Our Town avec Michael Sheen au Swansea Grand Theatre et en tournée – critique

Les lumières de la salle sont allumées dans le Grand Théâtre blanc et rouge de Swansea, le public toujours installé tandis que Michael Sheen entre sur scène dans un costume trois pièces marron et déplace doucement la lumière fantôme vers les coulisses. Il raccroche sa veste et retrousse ses manches avant de se tourner pour parler, nommant la pièce et les acteurs.

C’est le début parfait, discret mais profondément théâtral, de cette nouvelle aventure, une évocation de quelque chose à partir de rien. Our Town de Thornton Wilder marque la première production du Théâtre national gallois de Sheen, fondé par l’acteur avec son propre argent lorsque le Théâtre national du Pays de Galles a perdu son financement du Conseil des arts et que son pays bien-aimé a perdu sa voix théâtrale.

Et la pièce de Wilder aussi, écrite en 1938, mais qui se déroule entre 1901 et 1913, est un début astucieux, une évocation de la communauté et un plaidoyer pour noter les petites choses qui éclairent une vie ordinaire, elle s’appuie sur la création d’effets grâce au pouvoir de l’imagination et à l’impact des gens assis dans une pièce écoutant une histoire.

Sheen est magnifique dans le rôle du régisseur, son expansion et sa subtilité nous guident doucement tout au long du premier acte, description d’une journée dans la vie de Grover’s Corners, une petite ville du New Hampshire où rien ne se passe mais où tout compte. L’endroit est américain mais les accents et certains noms de lieux sont gallois ; les hymnes doucement chantés par le chœur de la congrégation – « laissez le bruit aux méthodistes », supplie le chef de chœur – sont également en gallois.

Vous pensez que Sheen, la réalisatrice Francesca Goodridge et l’associé créatif Russell T Davies auraient pu espérer que le domaine Wilder leur aurait accordé plus de latitude pour déplacer la pièce de l’Amérique rurale au Pays de Galles, mais le compromis fonctionne. Nous sommes dans un lieu précis et partout, et le décor délicatement conçu par Hayley Grindle est à la fois réel et irréel.

Peter Devlin, Michael Sheen, Yasemin Özdemir et le casting de Our Town

« Voici un peu de décor », remarque Sheen avec ironie, alors que le casting traverse la scène pour représenter un jardin.

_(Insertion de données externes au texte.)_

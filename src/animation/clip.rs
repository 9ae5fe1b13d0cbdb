use glam::{Mat4, Quat, Vec3};

use crate::animation::tracks::KeyframeTrack;

/// Rest pose components of a node, used for any channel track without keys.
#[derive(Debug, Clone, Copy, PartialEq)]
pub struct RestPose {
    pub scale: Vec3,
    pub rotation: Quat,
    pub translation: Vec3,
}

impl Default for RestPose {
    fn default() -> Self {
        Self {
            scale: Vec3::ONE,
            rotation: Quat::IDENTITY,
            translation: Vec3::ZERO,
        }
    }
}

impl RestPose {
    #[must_use]
    pub fn from_matrix(matrix: &Mat4) -> Self {
        let (scale, rotation, translation) = matrix.to_scale_rotation_translation();
        Self {
            scale,
            rotation,
            translation,
        }
    }
}

/// Keyframes for one target node. The three tracks are independent in key
/// count and timing.
#[derive(Debug, Clone, PartialEq, Default)]
pub struct NodeChannel {
    pub target_node_name: String,
    pub rotation: KeyframeTrack<Quat>,
    pub position: KeyframeTrack<Vec3>,
    pub scale: KeyframeTrack<Vec3>,
}

impl NodeChannel {
    #[must_use]
    pub fn new(target_node_name: impl Into<String>) -> Self {
        Self {
            target_node_name: target_node_name.into(),
            ..Self::default()
        }
    }

    #[must_use]
    pub fn with_rotation(mut self, track: KeyframeTrack<Quat>) -> Self {
        self.rotation = track;
        self
    }

    #[must_use]
    pub fn with_position(mut self, track: KeyframeTrack<Vec3>) -> Self {
        self.position = track;
        self
    }

    #[must_use]
    pub fn with_scale(mut self, track: KeyframeTrack<Vec3>) -> Self {
        self.scale = track;
        self
    }

    /// Latest key time over all three tracks.
    #[must_use]
    pub fn end_time(&self) -> f32 {
        self.rotation
            .end_time()
            .max(self.position.end_time())
            .max(self.scale.end_time())
    }

    /// Local transform `T * R * S` at `time`. Tracks without keys take their
    /// component from `rest`.
    #[must_use]
    pub fn local_transform(&self, time: f32, period: f32, rest: &RestPose) -> Mat4 {
        let rotation = self.rotation.sample(time, period).unwrap_or(rest.rotation);
        let translation = self.position.sample(time, period).unwrap_or(rest.translation);
        let scale = self.scale.sample(time, period).unwrap_or(rest.scale);
        Mat4::from_scale_rotation_translation(scale, rotation, translation)
    }
}

/// A named set of node channels sharing one timeline.
#[derive(Debug, Clone, PartialEq)]
pub struct AnimationClip {
    pub name: String,
    pub duration_seconds: f32,
    /// Extra time appended after the last key before the clip repeats,
    /// during which the pose blends from the last key back to the first.
    pub loop_pad_seconds: f32,
    pub channels: Vec<NodeChannel>,
}

impl AnimationClip {
    #[must_use]
    pub fn new(name: impl Into<String>, duration_seconds: f32, channels: Vec<NodeChannel>) -> Self {
        Self {
            name: name.into(),
            duration_seconds,
            loop_pad_seconds: 0.0,
            channels,
        }
    }

    /// A clip whose duration is the latest key time of its channels.
    #[must_use]
    pub fn from_channels(name: impl Into<String>, channels: Vec<NodeChannel>) -> Self {
        let duration = channels.iter().map(NodeChannel::end_time).fold(0.0_f32, f32::max);
        Self::new(name, duration, channels)
    }

    #[must_use]
    pub fn with_loop_pad(mut self, seconds: f32) -> Self {
        self.loop_pad_seconds = seconds;
        self
    }

    /// Length of one loop: duration plus the loop pad.
    #[inline]
    #[must_use]
    pub fn period(&self) -> f32 {
        self.duration_seconds + self.loop_pad_seconds
    }

    #[inline]
    #[must_use]
    pub fn has_channels(&self) -> bool {
        !self.channels.is_empty()
    }
}
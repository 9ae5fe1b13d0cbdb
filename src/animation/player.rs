/// Playback clock selecting one action of a model.
///
/// Clip time is measured against an epoch: `time = now - epoch`. When it runs
/// past the clip period, it is reduced modulo the period and the epoch moves
/// so the clock stays continuous.
#[derive(Debug, Clone, Default, PartialEq)]
pub struct AnimationPlayer {
    current: Option<usize>,
    running: bool,
    time: f32,
    epoch: f32,
    /// Replaces the clock while set.
    frame_override: Option<f32>,
}

impl AnimationPlayer {
    #[must_use]
    pub fn new() -> Self {
        Self::default()
    }

    /// Starts action `index` from time zero at `now`.
    pub fn begin(&mut self, index: usize, now: f32) {
        self.current = Some(index);
        self.running = true;
        self.time = 0.0;
        self.epoch = now;
    }

    pub fn stop(&mut self) {
        self.current = None;
        self.running = false;
        self.time = 0.0;
    }

    pub fn pause(&mut self) {
        self.running = false;
    }

    /// Continues from the paused clip time.
    pub fn resume(&mut self, now: f32) {
        if self.current.is_some() {
            self.epoch = now - self.time;
            self.running = true;
        }
    }

    /// Pins the clip time to `time` (seconds), or releases the pin with `None`.
    pub fn set_frame_override(&mut self, time: Option<f32>) {
        self.frame_override = time;
    }

    #[must_use]
    pub fn frame_override(&self) -> Option<f32> {
        self.frame_override
    }

    #[must_use]
    pub fn current(&self) -> Option<usize> {
        self.current
    }

    #[must_use]
    pub fn is_running(&self) -> bool {
        self.running && self.current.is_some()
    }

    /// Clip time of the last advance.
    #[must_use]
    pub fn time(&self) -> f32 {
        self.time
    }

    /// Moves the clock to `now` for a clip repeating every `period` seconds
    /// and returns the clip time.
    pub fn advance(&mut self, now: f32, period: f32) -> f32 {
        if let Some(pinned) = self.frame_override.as_mut() {
            if *pinned > period {
                *pinned = 0.0;
            }
            self.time = *pinned;
            return self.time;
        }

        self.time = now - self.epoch;
        if period > 0.0 && self.time > period {
            self.time = self.time.rem_euclid(period);
            self.epoch = now - self.time;
        }
        self.time
    }
}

Ils manipulent rapidement des planches et des chaises pour servir également de bâtiments, de tables et de marches, tandis que le directeur du mouvement, Jess Williams, les fait circuler en vagues soigneusement artificielles à travers la scène et que l’éclairage glorieux de Ryan Joseph Stafford passe de l’aube pâle à la riche lumière rouge du soleil et au clair de lune frais et magique.

Avec l’aide de la narration chaleureuse de Sheen, entrant et sortant de l’action, jouant différents rôles avec une légèreté habile, les personnages de Grover’s Corners prennent progressivement vie : les ménagères harcelées enfilant des haricots ; le médecin qui accouche des jumeaux ; le propriétaire du journal dispense une histoire et une sagesse hésitantes. Le sentiment de vie trépidante est là, mais aussi de constriction : un mime astucieux suggère que le chef de chœur ivre et malheureux pourrait aspirer à un amour gay.

L’histoire se concentre progressivement sur la relation naissante entre les adolescents George Gibbs (Peter Devlin, tout nerveux et virilité naissante) et sa voisine d’à côté Emily Webb (Yasemin Özdemir, un glorieux mélange d’anxiété et d’espoir). La scène où ils grimpent sur des échelles et discutent au clair de lune a un caractère émerveillant.

Dès le début, la pièce de Wilder est préfigurée par un sentiment de malheur. Sheen nous dit dans le premier acte que le vendeur de journaux aux membres lâches, le plus intelligent de la classe, mourra pendant la guerre, et le sentiment de mort au milieu de la vie est incarné dans l’acte final, qui se déroule dans le cimetière où toute lumière s’infiltre et où les morts sont assis sur des échelles, observant les vivants avec une froide impartialité. « Beaucoup de chagrin s’est apaisé ici », dit Sheen, sa voix s’éteignant.

La mise en scène discrète mais précise de Goodridge gère le changement avec grâce, soulignant doucement la morale de la pièce : il est important de se concentrer sur chaque instant car il peut bientôt disparaître. La vie doit être célébrée. Le régisseur de Sheen, désormais en long manteau, termine comme il a commencé, contrôlant la lumière.

La prochaine fois qu’il apparaîtra sur scène avec le Welsh National Theatre, ce sera dans une nouvelle pièce du formidable Gary Owen. Cette reprise d’un classique légèrement sentimental montre tout ce que lui et cette nouvelle société peuvent réaliser. Cela rend l’avenir radieux.